The Challenge of RV Size
Signs of a potential pulmonary embolism on a non-arresting heart include dilated RV, McConnell’s sign, bowing of the interventricular septum, and hypokinesis of the RV free-wall. But when it comes to intra-arrest management, RV size has become quite a mystery. The conventional theory would lead you to believe that in the arresting heart, a dilated RV means potential PE or cor pulmonale, just like in the non-arresting heart. However, some thought that the RV size might be a manifestation of pulmonary embolism, or it may just be normal arresting physiology of the heart.

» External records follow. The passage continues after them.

//! Directory operations: node creation, lookup, listing, rmdir and rename.

use alloc::{string::String, string::ToString, sync::Arc, vec::Vec};

use log::debug;

use crate::{
    common::{
        check_name, DisksimError, DisksimFileType, DisksimPermission, DisksimResult, NodeId,
        Owner,
    },
    node::{DeviceSpec, Node, NodeKind, SpecialKind},
    superblock::Session,
};

/// One entry of a directory listing.
#[derive(Debug, Clone, PartialEq, Eq)]
pub struct DirEntry {
    pub name: String,
    pub ino: NodeId,
    pub kind: DisksimFileType,
}

impl Session {
    /// Create a node of any kind under `parent`.
    pub fn create_node(
        &self,
        parent: &Arc<Node>,
        name: &str,
        kind: NodeKind,
        mode: u32,
        owner: Owner,
    ) -> DisksimResult<Arc<Node>> {
        let _guard = self.enter()?;
        self.do_create(parent, name, kind, mode, owner)
    }

    /// Create a regular file.
    pub fn create(&self, parent: &Arc<Node>, name: &str, mode: u32, owner: Owner) -> DisksimResult<Arc<Node>> {
        self.create_node(parent, name, NodeKind::RegularFile, mode, owner)
    }

    pub fn mkdir(&self, parent: &Arc<Node>, name: &str, mode: u32, owner: Owner) -> DisksimResult<Arc<Node>> {
        self.create_node(parent, name, NodeKind::Directory, mode, owner)
    }

    /// Create a node whose kind is taken from the type bits of `mode`.
    pub fn mknod(
        &self,
        parent: &Arc<Node>,
        name: &str,
        mode: u32,
        rdev: u64,
        owner: Owner,
    ) -> DisksimResult<Arc<Node>> {
        let special = |kind| NodeKind::Special(DeviceSpec { kind, rdev });
        let kind = match DisksimFileType::from_mode(mode).ok_or(DisksimError::InvalidArgument)? {
            DisksimFileType::RegularFile => NodeKind::RegularFile,
            DisksimFileType::Directory => NodeKind::Directory,
            DisksimFileType::Symlink => return Err(DisksimError::InvalidArgument),
            DisksimFileType::CharDevice => special(SpecialKind::CharDevice),
            DisksimFileType::BlockDevice => special(SpecialKind::BlockDevice),
            DisksimFileType::NamedPipe => NodeKind::Special(DeviceSpec { kind: SpecialKind::Fifo, rdev: 0 }),
            DisksimFileType::Socket => NodeKind::Special(DeviceSpec { kind: SpecialKind::Socket, rdev: 0 }),
        };
        self.create_node(parent, name, kind, mode, owner)
    }

    /// Single component lookup. Exact, case-sensitive match. A name that can
    /// never be stored (".", "..", empty, or holding '/' or NUL) is simply
    /// not found; an over-long name is still `NameTooLong`.
    pub fn lookup(&self, dir: &Arc<Node>, name: &str) -> DisksimResult<Arc<Node>> {
        let _guard = self.enter()?;
        match check_name(name) {
            Err(DisksimError::InvalidArgument) => return Err(DisksimError::NotFound),
            other => other?,
        }
        let entries = dir.entries().ok_or(DisksimError::NotADirectory)?.lock();
        let ino = *entries.get(name).ok_or(DisksimError::NotFound)?;
        self.lookup_id(ino)
    }

    /// Entries of `dir` sorted by name. "." and ".." are left to the host.
    pub fn readdir(&self, dir: &Arc<Node>) -> DisksimResult<Vec<DirEntry>> {
        let _guard = self.enter()?;
        let entries = dir.entries().ok_or(DisksimError::NotADirectory)?.lock();
        let mut list = Vec::with_capacity(entries.len());
        for (name, ino) in entries.iter() {
            let kind = self.lookup_id(*ino)?.file_type();
            list.push(DirEntry {
                name: name.clone(),
                ino: *ino,
                kind,
            });
        }
        dir.touch_atime(self.now());
        Ok(list)
    }

    /// Remove an empty directory.
    pub fn rmdir(&self, parent: &Arc<Node>, name: &str) -> DisksimResult<()> {
        let _guard = self.enter()?;
        check_name(name)?;
        let _rename = self.rename_lock();
        let mut entries = parent.entries().ok_or(DisksimError::NotADirectory)?.lock();
        let ino = *entries.get(name).ok_or(DisksimError::NotFound)?;
        let child = self.lookup_id(ino)?;
        let child_entries = child.entries().ok_or(DisksimError::NotADirectory)?.lock();
        if !child_entries.is_empty() {
            return Err(DisksimError::NotEmpty);
        }
        // Dead directories refuse new entries, see do_create.
        child.clear_nlink();
        drop(child_entries);

        entries.remove(name);
        parent.drop_nlink();
        let now = self.now();
        parent.touch_mtime(now);
        child.touch_ctime(now);
        self.release_node(ino);
        debug!("disksimfs: rmdir {} (inode {}) from inode {}", name, ino, parent.id());
        Ok(())
    }

    /// Move `old_name` in `old_parent` to `new_name` in `new_parent`,
    /// replacing a compatible target. Both directories are locked for the
    /// whole mutation, so a concurrent lookup sees the entry in exactly one
    /// place.
    pub fn rename(
        &self,
        old_parent: &Arc<Node>,
        old_name: &str,
        new_parent: &Arc<Node>,
        new_name: &str,
    ) -> DisksimResult<()> {
        let _guard = self.enter()?;
        check_name(old_name)?;
        check_name(new_name)?;
        let old_dir = old_parent.entries().ok_or(DisksimError::NotADirectory)?;
        let new_dir = new_parent.entries().ok_or(DisksimError::NotADirectory)?;
        let _rename = self.rename_lock();

        let cross_dir = old_parent.id() != new_parent.id();
        // Directories only move under the rename lock, so the ancestry seen
        // here holds for the rest of the call.
        let moving = {
            let entries = old_dir.lock();
            *entries.get(old_name).ok_or(DisksimError::NotFound)?
        };
        let moving = self.lookup_id(moving)?;
        if moving.is_dir() && cross_dir && self.is_ancestor(&moving, new_parent.id())? {
            return Err(DisksimError::InvalidArgument);
        }

        // Lock both directories, lower id first.
        let (mut old_entries, mut new_entries) = if !cross_dir {
            (old_dir.lock(), None)
        } else if old_parent.id() < new_parent.id() {
            let old = old_dir.lock();
            (old, Some(new_dir.lock()))
        } else {
            let new = new_dir.lock();
            (old_dir.lock(), Some(new))
        };

        if new_parent.nlink() == 0 {
            return Err(DisksimError::NotFound);
        }
        let src_ino = *old_entries.get(old_name).ok_or(DisksimError::NotFound)?;
        let src = self.lookup_id(src_ino)?;
        if !cross_dir && old_name == new_name {
            return Ok(());
        }

        let target = match new_entries.as_ref() {
            Some(entries) => entries.get(new_name).copied(),
            None => old_entries.get(new_name).copied(),
        };
        let now = self.now();
        if let Some(target_ino) = target {
            if target_ino == src_ino {
                // Two names of the same node: nothing to do.
                return Ok(());
            }
            let victim = self.lookup_id(target_ino)?;
            match (src.is_dir(), victim.is_dir()) {
                (true, false) => return Err(DisksimError::NotADirectory),
                (false, true) => return Err(DisksimError::IsADirectory),
                (true, true) => {
                    if target_ino == old_parent.id() {
                        // already locked above, and it holds the source
                        return Err(DisksimError::NotEmpty);
                    }
                    let victim_entries = victim.entries().ok_or(DisksimError::NotADirectory)?.lock();
                    if !victim_entries.is_empty() {
                        return Err(DisksimError::NotEmpty);
                    }
                    victim.clear_nlink();
                    drop(victim_entries);
                    new_parent.drop_nlink();
                    self.release_node(target_ino);
                }
                (false, false) => {
                    if victim.drop_nlink() == 0 {
                        self.release_node(target_ino);
                    }
                }
            }
            victim.touch_ctime(now);
        }

        old_entries.remove(old_name);
        match new_entries.as_mut() {
            Some(entries) => entries.insert(new_name.to_string(), src_ino),
            None => old_entries.insert(new_name.to_string(), src_ino),
        };
        if src.is_dir() && cross_dir {
            old_parent.drop_nlink();
            new_parent.inc_nlink();
        }

        old_parent.touch_mtime(now);
        if cross_dir {
            new_parent.touch_mtime(now);
        }
        src.touch_ctime(now);
        debug!(
            "disksimfs: rename {}/{} -> {}/{} (inode {})",
            old_parent.id(),
            old_name,
            new_parent.id(),
            new_name,
            src_ino
        );
        Ok(())
    }

    /// Whether `target` sits anywhere below (or is) `dir`.
    fn is_ancestor(&self, dir: &Arc<Node>, target: NodeId) -> DisksimResult<bool> {
        if dir.id() == target {
            return Ok(true);
        }
        let mut stack = alloc::vec![dir.clone()];
        while let Some(node) = stack.pop() {
            let children: Vec<NodeId> = match node.entries() {
                Some(entries) => entries.lock().values().copied().collect(),
                None => continue,
            };
            for ino in children {
                if ino == target {
                    return Ok(true);
                }
                if let Ok(child) = self.lookup_id(ino) {
                    if child.is_dir() {
                        stack.push(child);
                    }
                }
            }
        }
        Ok(false)
    }

    /// Insert a new node under `parent`. The node enters the arena before the
    /// entry is published, so an entry never names a missing node.
    pub(crate) fn do_create(
        &self,
        parent: &Arc<Node>,
        name: &str,
        kind: NodeKind,
        mode: u32,
        owner: Owner,
    ) -> DisksimResult<Arc<Node>> {
        check_name(name)?;
        let mut entries = parent.entries().ok_or(DisksimError::NotADirectory)?.lock();
        if entries.contains_key(name) {
            return Err(DisksimError::NameExists);
        }
        let is_dir = matches!(kind, NodeKind::Directory);
        let (owner, mode) = {
            let parent_meta = parent.meta();
            if parent_meta.nlink == 0 {
                // removed while the caller still held it
                return Err(DisksimError::NotFound);
            }
            inherit_owner(parent_meta.mode, parent_meta.gid, owner, mode, is_dir)
        };

        let now = self.now();
        let node = Arc::new(Node::new(self.alloc_ino(), kind, mode, owner, now));
        self.insert_node(node.clone());
        entries.insert(name.to_string(), node.id());
        if is_dir {
            parent.inc_nlink();
        }
        parent.touch_mtime(now);
        debug!(
            "disksimfs: created {:?} {} (inode {}) in inode {}",
            node.file_type(),
            name,
            node.id(),
            parent.id()
        );
        Ok(node)
    }
}

/// A set-group-id directory hands its group to new children, and its
/// set-group-id bit to new subdirectories.
fn inherit_owner(
    parent_mode: DisksimPermission,
    parent_gid: u32,
    owner: Owner,
    mode: u32,
    is_dir: bool,
) -> (Owner, u32) {
    let mut mode = DisksimPermission::from_mode_masked(mode).bits();
    if !parent_mode.contains(DisksimPermission::S_ISGID) {
        return (owner, mode);
    }
    if is_dir {
        mode |= DisksimPermission::S_ISGID.bits();
    }
    (Owner::new(owner.uid, parent_gid), mode)
}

After doing an extensive literature review, it’s quite surprising that there is such a lack of research on this topic. Nevertheless,, some data is coming from porcine models that may help us understand this mystery.
What is CASA?
First, let’s look at the CASA (Cardiac Arrest Sonographic Assessment) exam, the popular intra-arrest TTE exam that helps minimize interruptions of chest compressions, and its principal purpose is to evaluate for potentially reversible causes of cardiac arrest. The exam is a three-step protocol that looks for:
- Pericardial effusion
- Right heart strain
- Cardiac activity
We will focus on the right heart strain for this discussion. The cardiac probe is placed in the subxiphoid position just before a chest compressions pause during the rhythm/pulse check.1 Essentially, the right heart assessment looks for RV dilation and bowing of the interventricular septum, which may indicate a PE, making up 4.0-7.6 percent of cardiac arrests. The REASON Trial looked at using ultrasound to assess patients presenting in PEA. It showed that a subset of patients (15/793) evaluated for PEA had RV strain suspected to be a PE and were given thrombolytics had a survival rate of 6.7% vs. 3.8% for other participants in the trial. So logically, if there is a patient suspected of having a PE and in arrest, there should be a consideration of using thrombolytics. 2
What is the Evidence?
But back to the question: does having a dilated right ventricle intra-arrest indicate a PE? There are a few studies that looked at porcine hearts intra-arrest. In two studies by Aagaard et al., they found that when they induced cardiac arrest on juvenile pigs through hypoxia, arrhythmia, or pulmonary embolism, all had dilated right ventricles. However, the pulmonary embolism pigs had a slightly larger dilation of 7-9mm. Physicians trained in basic focused echo could not identify the subtle changes less than 10mm, leading to a conclusion that echo assessment of a pig heart during arrest from various etiologies is not helpful. The authors’ findings indicate that right ventricle dilation may be inherent to cardiac arrest rather than being associated with specific arrest causes.3,4
What about human studies? I could only find one that looked at this question precisely. Comess et al. published a prospective observational study of consecutive patients (n=36) who were admitted with (n=20) or unexpectedly developed (n=16) sudden cardiac arrest of unknown cause were studied with transesophageal echocardiography during CPR. They found that in one sample of 25 patients with PEA, 14 had a significantly enlarged RV. Still, PE could only be confirmed in nine cases by either direct visualization with TEE or autopsy.2
So, what to do with this information? Am I reaching for the tPA when I see right heart strain intra-arrest? Ultrasound is merely a tool. When deciding if right heart strain patterns should lead you to consider using intra-arrest tPA, there needs to be a reasonably convincing pretest probability of a pulmonary embolism rather than relying on the ultrasound findings alone. A history of cancer, smoking, known thrombotic disease, pregnancy, recent surgery, inactivity/immobility, obesity, >60 years old, and now COVID is all risk factors for PE. A dilated RV during intra-arrest echo may be just an inherent part of cardiac physiology. Until we have more studies that look at this topic, RV dilation during cardiac arrest should be taken with a grain of salt.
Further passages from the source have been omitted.